Task statement: Among the entries below, which lines include the string "distinct"? Show each one.

Saved entries:
Segment Open
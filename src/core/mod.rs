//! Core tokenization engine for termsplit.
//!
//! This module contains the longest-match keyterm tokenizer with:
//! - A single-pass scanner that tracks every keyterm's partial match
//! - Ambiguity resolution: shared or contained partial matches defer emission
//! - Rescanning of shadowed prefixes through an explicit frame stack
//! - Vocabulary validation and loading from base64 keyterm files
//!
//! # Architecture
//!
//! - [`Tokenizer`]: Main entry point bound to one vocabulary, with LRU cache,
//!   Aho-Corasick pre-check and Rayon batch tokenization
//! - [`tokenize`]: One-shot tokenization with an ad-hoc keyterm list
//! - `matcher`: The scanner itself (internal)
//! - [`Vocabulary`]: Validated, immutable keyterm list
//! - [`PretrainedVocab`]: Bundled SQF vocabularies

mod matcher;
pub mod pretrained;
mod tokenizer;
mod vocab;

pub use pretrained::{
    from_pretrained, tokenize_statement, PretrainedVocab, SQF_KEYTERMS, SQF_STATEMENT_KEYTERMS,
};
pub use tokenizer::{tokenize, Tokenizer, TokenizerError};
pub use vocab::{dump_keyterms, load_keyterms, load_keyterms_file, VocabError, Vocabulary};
Segment Closed
Segment Open
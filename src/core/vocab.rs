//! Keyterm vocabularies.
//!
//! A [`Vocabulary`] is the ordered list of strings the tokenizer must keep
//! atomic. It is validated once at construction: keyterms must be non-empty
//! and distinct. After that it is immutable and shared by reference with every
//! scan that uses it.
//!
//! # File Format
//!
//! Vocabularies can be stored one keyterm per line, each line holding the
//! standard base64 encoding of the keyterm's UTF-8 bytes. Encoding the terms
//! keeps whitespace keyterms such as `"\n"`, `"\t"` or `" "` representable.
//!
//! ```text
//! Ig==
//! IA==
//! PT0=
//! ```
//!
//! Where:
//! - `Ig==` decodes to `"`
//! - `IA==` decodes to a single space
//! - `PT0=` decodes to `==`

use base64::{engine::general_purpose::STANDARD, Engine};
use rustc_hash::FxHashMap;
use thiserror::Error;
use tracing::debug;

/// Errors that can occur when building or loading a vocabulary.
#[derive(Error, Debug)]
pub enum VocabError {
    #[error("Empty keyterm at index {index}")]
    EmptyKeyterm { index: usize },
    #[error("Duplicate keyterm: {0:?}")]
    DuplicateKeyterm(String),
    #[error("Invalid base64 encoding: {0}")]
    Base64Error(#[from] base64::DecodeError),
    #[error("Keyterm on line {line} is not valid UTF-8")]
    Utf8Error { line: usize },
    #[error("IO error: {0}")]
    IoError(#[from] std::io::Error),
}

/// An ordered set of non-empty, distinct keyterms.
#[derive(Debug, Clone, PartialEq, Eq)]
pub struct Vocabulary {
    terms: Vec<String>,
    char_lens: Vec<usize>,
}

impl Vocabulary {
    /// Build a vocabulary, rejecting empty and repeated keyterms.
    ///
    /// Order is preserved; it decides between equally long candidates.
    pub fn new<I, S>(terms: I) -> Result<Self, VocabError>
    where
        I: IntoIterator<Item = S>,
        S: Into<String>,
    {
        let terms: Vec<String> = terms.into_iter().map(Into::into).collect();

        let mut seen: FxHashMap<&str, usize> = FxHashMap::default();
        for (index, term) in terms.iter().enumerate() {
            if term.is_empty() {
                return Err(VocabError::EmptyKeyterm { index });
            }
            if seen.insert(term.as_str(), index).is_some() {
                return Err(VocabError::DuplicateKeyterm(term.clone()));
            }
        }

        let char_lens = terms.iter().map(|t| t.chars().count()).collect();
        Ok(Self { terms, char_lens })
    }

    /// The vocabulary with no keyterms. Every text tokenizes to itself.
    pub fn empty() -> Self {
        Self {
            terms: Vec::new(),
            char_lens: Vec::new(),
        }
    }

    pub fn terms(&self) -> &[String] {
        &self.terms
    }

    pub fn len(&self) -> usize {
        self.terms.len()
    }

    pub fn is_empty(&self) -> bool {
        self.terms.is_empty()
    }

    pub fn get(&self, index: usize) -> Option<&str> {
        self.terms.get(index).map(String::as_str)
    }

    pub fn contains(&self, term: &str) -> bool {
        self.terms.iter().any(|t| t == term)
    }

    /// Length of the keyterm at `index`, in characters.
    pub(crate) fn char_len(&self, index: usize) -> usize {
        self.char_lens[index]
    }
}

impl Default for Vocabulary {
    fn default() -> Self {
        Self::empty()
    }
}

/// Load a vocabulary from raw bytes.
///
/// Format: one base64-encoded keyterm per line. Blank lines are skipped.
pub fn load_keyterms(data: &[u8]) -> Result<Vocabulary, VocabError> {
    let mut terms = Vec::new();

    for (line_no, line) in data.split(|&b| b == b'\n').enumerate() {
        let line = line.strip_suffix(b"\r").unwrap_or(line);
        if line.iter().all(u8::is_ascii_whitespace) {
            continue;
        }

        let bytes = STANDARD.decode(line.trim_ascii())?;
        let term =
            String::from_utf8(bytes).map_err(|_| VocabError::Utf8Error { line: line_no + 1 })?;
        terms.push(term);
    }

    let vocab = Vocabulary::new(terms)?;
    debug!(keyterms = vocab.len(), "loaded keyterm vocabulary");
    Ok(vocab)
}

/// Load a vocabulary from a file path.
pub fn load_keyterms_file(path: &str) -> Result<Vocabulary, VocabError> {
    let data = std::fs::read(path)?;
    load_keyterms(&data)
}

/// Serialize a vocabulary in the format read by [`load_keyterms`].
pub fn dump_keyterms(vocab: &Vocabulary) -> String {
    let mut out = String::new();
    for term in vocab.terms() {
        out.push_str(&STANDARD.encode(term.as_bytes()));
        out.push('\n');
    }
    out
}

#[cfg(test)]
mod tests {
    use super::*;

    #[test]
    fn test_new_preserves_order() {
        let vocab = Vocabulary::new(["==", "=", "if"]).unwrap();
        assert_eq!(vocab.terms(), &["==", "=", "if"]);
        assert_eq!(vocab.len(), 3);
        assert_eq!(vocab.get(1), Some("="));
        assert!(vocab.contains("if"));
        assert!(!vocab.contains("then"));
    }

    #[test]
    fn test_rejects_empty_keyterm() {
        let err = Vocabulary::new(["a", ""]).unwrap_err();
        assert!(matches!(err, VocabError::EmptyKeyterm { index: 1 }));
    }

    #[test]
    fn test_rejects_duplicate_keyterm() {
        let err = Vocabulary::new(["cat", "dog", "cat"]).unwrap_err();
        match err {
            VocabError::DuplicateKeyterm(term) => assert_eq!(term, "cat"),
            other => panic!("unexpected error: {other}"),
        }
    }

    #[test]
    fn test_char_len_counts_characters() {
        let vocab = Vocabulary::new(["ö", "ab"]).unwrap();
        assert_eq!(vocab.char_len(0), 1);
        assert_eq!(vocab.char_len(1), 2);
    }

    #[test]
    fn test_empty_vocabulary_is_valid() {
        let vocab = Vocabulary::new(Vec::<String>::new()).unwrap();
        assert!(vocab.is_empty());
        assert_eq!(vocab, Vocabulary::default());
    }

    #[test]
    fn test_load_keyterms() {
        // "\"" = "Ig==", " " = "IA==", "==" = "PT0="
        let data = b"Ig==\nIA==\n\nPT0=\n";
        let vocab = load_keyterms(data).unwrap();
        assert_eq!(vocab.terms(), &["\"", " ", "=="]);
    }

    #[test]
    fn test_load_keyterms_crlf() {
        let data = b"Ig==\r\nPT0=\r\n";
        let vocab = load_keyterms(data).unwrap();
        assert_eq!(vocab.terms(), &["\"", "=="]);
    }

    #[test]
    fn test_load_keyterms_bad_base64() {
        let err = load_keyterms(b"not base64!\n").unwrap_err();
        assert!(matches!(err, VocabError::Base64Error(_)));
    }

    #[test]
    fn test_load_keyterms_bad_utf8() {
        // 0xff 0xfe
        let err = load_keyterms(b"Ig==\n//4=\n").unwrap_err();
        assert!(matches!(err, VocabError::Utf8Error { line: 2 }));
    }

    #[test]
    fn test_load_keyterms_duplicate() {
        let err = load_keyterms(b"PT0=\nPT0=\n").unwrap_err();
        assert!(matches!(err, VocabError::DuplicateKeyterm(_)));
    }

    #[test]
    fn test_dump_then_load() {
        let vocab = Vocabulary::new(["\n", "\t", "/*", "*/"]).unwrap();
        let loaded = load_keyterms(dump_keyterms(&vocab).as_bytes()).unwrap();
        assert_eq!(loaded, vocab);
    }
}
Segment Closed
Segment Open
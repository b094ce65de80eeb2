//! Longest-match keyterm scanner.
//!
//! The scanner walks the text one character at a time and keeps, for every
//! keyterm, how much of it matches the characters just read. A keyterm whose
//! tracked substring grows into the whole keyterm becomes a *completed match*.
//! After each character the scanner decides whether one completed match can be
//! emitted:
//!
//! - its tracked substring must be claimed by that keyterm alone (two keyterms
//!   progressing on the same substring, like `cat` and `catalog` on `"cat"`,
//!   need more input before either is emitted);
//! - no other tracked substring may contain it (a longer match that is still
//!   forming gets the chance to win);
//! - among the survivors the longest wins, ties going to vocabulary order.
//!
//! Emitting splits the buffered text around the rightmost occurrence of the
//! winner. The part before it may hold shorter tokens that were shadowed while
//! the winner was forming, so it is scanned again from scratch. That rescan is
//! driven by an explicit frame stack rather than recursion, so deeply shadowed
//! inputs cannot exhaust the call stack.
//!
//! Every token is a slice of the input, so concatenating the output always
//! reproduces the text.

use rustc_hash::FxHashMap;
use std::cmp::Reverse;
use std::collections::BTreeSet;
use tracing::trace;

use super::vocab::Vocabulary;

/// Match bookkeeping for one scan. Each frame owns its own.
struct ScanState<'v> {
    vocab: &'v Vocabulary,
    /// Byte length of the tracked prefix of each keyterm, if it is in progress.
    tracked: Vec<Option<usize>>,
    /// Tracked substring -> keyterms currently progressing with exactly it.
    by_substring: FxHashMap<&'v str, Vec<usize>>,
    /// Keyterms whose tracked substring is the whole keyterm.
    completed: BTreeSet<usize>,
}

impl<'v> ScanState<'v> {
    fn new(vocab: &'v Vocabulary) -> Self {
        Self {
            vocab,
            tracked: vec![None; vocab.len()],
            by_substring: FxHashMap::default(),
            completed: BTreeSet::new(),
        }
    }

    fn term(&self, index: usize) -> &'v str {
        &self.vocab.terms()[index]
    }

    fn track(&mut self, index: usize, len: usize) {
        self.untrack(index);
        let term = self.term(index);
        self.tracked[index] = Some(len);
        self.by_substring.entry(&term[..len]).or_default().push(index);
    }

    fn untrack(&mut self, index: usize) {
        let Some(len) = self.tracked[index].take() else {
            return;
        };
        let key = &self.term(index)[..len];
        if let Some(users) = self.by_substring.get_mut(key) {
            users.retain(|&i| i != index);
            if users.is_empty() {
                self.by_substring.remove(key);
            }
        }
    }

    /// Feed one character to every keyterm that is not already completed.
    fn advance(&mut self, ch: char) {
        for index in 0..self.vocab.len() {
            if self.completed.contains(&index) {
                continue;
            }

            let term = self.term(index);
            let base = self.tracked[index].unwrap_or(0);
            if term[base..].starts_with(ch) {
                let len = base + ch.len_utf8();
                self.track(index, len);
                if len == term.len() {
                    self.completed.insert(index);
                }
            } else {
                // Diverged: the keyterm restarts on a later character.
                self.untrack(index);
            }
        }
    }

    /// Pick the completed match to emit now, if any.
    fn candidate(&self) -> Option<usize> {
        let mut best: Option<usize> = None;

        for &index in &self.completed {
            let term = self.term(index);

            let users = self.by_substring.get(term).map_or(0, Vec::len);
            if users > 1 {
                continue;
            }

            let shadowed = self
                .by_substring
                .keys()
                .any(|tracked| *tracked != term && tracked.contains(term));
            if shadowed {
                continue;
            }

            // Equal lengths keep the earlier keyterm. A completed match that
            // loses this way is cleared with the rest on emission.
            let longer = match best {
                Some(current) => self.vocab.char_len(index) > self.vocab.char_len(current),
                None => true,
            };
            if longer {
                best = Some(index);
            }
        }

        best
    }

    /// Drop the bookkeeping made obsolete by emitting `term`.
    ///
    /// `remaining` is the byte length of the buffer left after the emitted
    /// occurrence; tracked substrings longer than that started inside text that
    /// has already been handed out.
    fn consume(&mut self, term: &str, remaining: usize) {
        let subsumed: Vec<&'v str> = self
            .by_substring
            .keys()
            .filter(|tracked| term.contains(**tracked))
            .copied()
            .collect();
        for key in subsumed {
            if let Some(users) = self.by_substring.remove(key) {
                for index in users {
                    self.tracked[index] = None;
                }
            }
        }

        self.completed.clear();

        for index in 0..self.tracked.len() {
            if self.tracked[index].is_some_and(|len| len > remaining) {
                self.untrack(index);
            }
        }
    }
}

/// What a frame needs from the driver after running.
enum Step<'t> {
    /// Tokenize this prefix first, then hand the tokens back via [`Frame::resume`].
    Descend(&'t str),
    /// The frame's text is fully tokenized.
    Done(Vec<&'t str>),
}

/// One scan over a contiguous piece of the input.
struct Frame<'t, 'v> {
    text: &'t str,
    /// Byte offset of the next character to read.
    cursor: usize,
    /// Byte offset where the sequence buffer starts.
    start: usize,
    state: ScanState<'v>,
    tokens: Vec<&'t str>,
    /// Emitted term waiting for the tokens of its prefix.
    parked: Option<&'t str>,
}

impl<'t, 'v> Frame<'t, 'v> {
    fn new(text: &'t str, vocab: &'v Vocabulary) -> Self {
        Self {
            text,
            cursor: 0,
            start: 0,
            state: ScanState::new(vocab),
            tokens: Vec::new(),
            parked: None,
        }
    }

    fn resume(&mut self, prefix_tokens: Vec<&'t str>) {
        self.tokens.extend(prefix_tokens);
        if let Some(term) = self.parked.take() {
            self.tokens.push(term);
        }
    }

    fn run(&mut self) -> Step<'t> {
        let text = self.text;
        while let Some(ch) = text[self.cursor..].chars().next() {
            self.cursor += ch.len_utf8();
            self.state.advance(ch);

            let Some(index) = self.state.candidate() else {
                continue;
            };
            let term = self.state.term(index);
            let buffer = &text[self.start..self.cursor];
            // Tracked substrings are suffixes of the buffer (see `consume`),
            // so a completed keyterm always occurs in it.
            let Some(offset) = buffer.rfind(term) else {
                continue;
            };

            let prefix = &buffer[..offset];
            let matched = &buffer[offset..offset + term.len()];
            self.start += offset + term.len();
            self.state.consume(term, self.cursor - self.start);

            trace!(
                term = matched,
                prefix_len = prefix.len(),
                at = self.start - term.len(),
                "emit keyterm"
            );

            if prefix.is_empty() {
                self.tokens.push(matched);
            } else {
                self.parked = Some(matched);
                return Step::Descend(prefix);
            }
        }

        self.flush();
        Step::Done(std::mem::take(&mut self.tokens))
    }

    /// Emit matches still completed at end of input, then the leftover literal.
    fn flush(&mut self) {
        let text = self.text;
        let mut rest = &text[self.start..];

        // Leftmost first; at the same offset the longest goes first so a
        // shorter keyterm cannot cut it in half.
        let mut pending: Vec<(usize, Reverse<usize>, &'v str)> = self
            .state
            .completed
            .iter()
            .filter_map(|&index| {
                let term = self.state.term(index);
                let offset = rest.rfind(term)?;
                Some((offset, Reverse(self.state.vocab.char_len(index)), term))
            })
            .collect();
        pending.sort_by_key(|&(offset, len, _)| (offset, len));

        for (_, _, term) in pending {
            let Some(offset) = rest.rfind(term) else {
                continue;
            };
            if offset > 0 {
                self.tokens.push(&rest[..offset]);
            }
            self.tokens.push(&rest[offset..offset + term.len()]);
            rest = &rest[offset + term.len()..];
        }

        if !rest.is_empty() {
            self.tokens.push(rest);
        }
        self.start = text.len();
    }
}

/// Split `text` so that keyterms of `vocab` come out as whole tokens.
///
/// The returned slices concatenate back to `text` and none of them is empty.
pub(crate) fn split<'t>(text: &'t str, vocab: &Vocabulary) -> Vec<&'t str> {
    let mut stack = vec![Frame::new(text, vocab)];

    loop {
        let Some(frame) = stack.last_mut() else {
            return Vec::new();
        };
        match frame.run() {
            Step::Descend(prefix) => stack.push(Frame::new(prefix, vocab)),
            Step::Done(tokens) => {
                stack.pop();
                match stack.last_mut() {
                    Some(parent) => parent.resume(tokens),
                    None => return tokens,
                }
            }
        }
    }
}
Segment Closed
Answer to this task:
//! and distinct. After that it is immutable and shared by reference with every
/// An ordered set of non-empty, distinct keyterms.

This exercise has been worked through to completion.